O modelo Rodrigo Somália passou por essa situação três vezes: em um supermercado, em uma farmácia e numa perfumaria na Zona Sul de São Paulo. "Quando coloquei o pé na loja, as funcionárias, principalmente a dona, mudaram o semblante. Perguntei sobre um produto, ela me indicou onde estava e, em nenhum momento, tirou os olhos de mim", descreve. "Ela chegou a fazer um sinal, alertando a funcionária que estava no caixa. A proprietária e outras duas mulheres estavam afobadas. Certamente achavam que eu ia assaltar a loja." 

Rodrigo diz que, em situações como essa, ele tem que ser "teatral". "Faço uma cena para mostrar que não vou roubar a loja: falei que era o rapaz que ligou há pouco tempo, para mostrar que estava interessado", diz ele. "Mesmo dizendo isso, ficou um clima tenso no ar. Comprei o que eu precisava, só porque não queria perder a viagem, mas a vontade era de virar as costas e ir embora. Não tinha mais clima para ficar ali."

Isso, no entanto, não elima a sensação de frustração, diz Rodrigo. "É um mistura de sentimentos: a gente fica triste, bravo e com raiva de não ter tido uma atitude de 'bater de frente'. Eu poderia ter colocado os pingos nos 'i's', mas, ao mesmo tempo, tentei tirar isso da mente e seguir a vida. Infelizmente não será a primeira nem última vez que vou viver situações como essa." Após a experiência, Rodrigo fez um relato num post em seu Instagram.

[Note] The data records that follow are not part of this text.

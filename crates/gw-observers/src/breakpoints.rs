//! Viewport breakpoint tracker

use std::cell::Cell;
use std::rc::Rc;

use gw_hal::{Hal, SubscriptionId};
use gw_motion::{Breakpoint, BreakpointSnapshot, BreakpointState};

use crate::{Lifecycle, Notifier};

struct BreakpointShared {
    state: Cell<BreakpointState>,
    on_change: Notifier<BreakpointSnapshot>,
}

impl BreakpointShared {
    fn measure(&self, width: f64) {
        let mut state = self.state.get();
        if state.measure(width) {
            self.state.set(state);
            self.on_change.notify(&state.snapshot());
        }
    }
}

/// Derives the breakpoint tier from the viewport width
///
/// Unmeasured until mounted; every `is_breakpoint` query answers `false`
/// before the first measurement.
pub struct BreakpointTracker<H: Hal> {
    hal: Rc<H>,
    shared: Rc<BreakpointShared>,
    subscription: Option<SubscriptionId>,
    mounted: bool,
}

impl<H: Hal> BreakpointTracker<H> {
    pub fn new(hal: Rc<H>) -> Self {
        Self {
            hal,
            shared: Rc::new(BreakpointShared {
                state: Cell::new(BreakpointState::unmeasured()),
                on_change: Notifier::new(),
            }),
            subscription: None,
            mounted: false,
        }
    }

    pub fn width(&self) -> Option<f64> {
        self.shared.state.get().width()
    }

    pub fn breakpoint(&self) -> Breakpoint {
        self.shared.state.get().breakpoint()
    }

    pub fn is_breakpoint(&self, bp: Breakpoint) -> bool {
        self.shared.state.get().is_breakpoint(bp)
    }

    pub fn is_mobile(&self) -> bool {
        self.shared.state.get().is_mobile()
    }

    pub fn is_tablet(&self) -> bool {
        self.shared.state.get().is_tablet()
    }

    pub fn is_desktop(&self) -> bool {
        self.shared.state.get().is_desktop()
    }

    pub fn snapshot(&self) -> BreakpointSnapshot {
        self.shared.state.get().snapshot()
    }

    /// Called with a fresh snapshot whenever the width changes
    pub fn on_change(&self, listener: impl Fn(&BreakpointSnapshot) + 'static) {
        self.shared.on_change.set(listener);
    }
}

impl<H: Hal> Lifecycle for BreakpointTracker<H> {
    fn mount(&mut self) {
        if self.mounted {
            return;
        }
        self.mounted = true;

        match self.hal.viewport_width() {
            Ok(width) => self.shared.measure(width),
            Err(e) => self
                .hal
                .debug_write(&format!("[breakpoints] Viewport width unavailable: {:?}", e)),
        }

        let weak = Rc::downgrade(&self.shared);
        let listener = Rc::new(move |width: f64| {
            if let Some(shared) = weak.upgrade() {
                shared.measure(width);
            }
        });
        match self.hal.watch_resize(listener) {
            Ok(id) => self.subscription = Some(id),
            Err(e) => self
                .hal
                .debug_write(&format!("[breakpoints] Failed to watch resize: {:?}", e)),
        }
    }

    fn unmount(&mut self) {
        if let Some(id) = self.subscription.take() {
            self.hal.unsubscribe(id);
        }
        self.mounted = false;
    }

    fn is_mounted(&self) -> bool {
        self.mounted
    }
}

impl<H: Hal> Drop for BreakpointTracker<H> {
    fn drop(&mut self) {
        self.unmount();
    }
}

"Não acredito que você está me seguindo"

A publicitária Nayara Barros estava em um comércio em Osasco, na grande São Paulo, quando recebeu olhares que considerou inadequados. "Já estava acostumada a comprar na loja, entrei e fui rápido para o corredor que eu precisava. Com a pandemia, não fico enrolando na loja, não pego nem a cestinha, seguro na mão e já vou pro caixa. Vi que tinham duas opções boas pra mim, mas estavam sem preço, chequei o preço de cada uma, isso tudo com muita pressa e, detalhe, a bolsa que eu estava não tinha fechamento com zíper, era aquela estilo sacola. Nessa correria, já senti que tinha alguém me seguindo. Estava com uma máscara preta e com uma jaqueta grande. Sendo preta, eram as características pro segurança pensar que eu iria roubar algo. Pensei 'não é possível que estou sendo seguida', quis fazer um teste e fui pra outro corredor, ele veio atrás de mim. Fui em outro corredor e ele veio atrás, voltei para o primeiro e ele parou atrás de mim, logo falei: 'não acredito que você está me seguindo'", lembra.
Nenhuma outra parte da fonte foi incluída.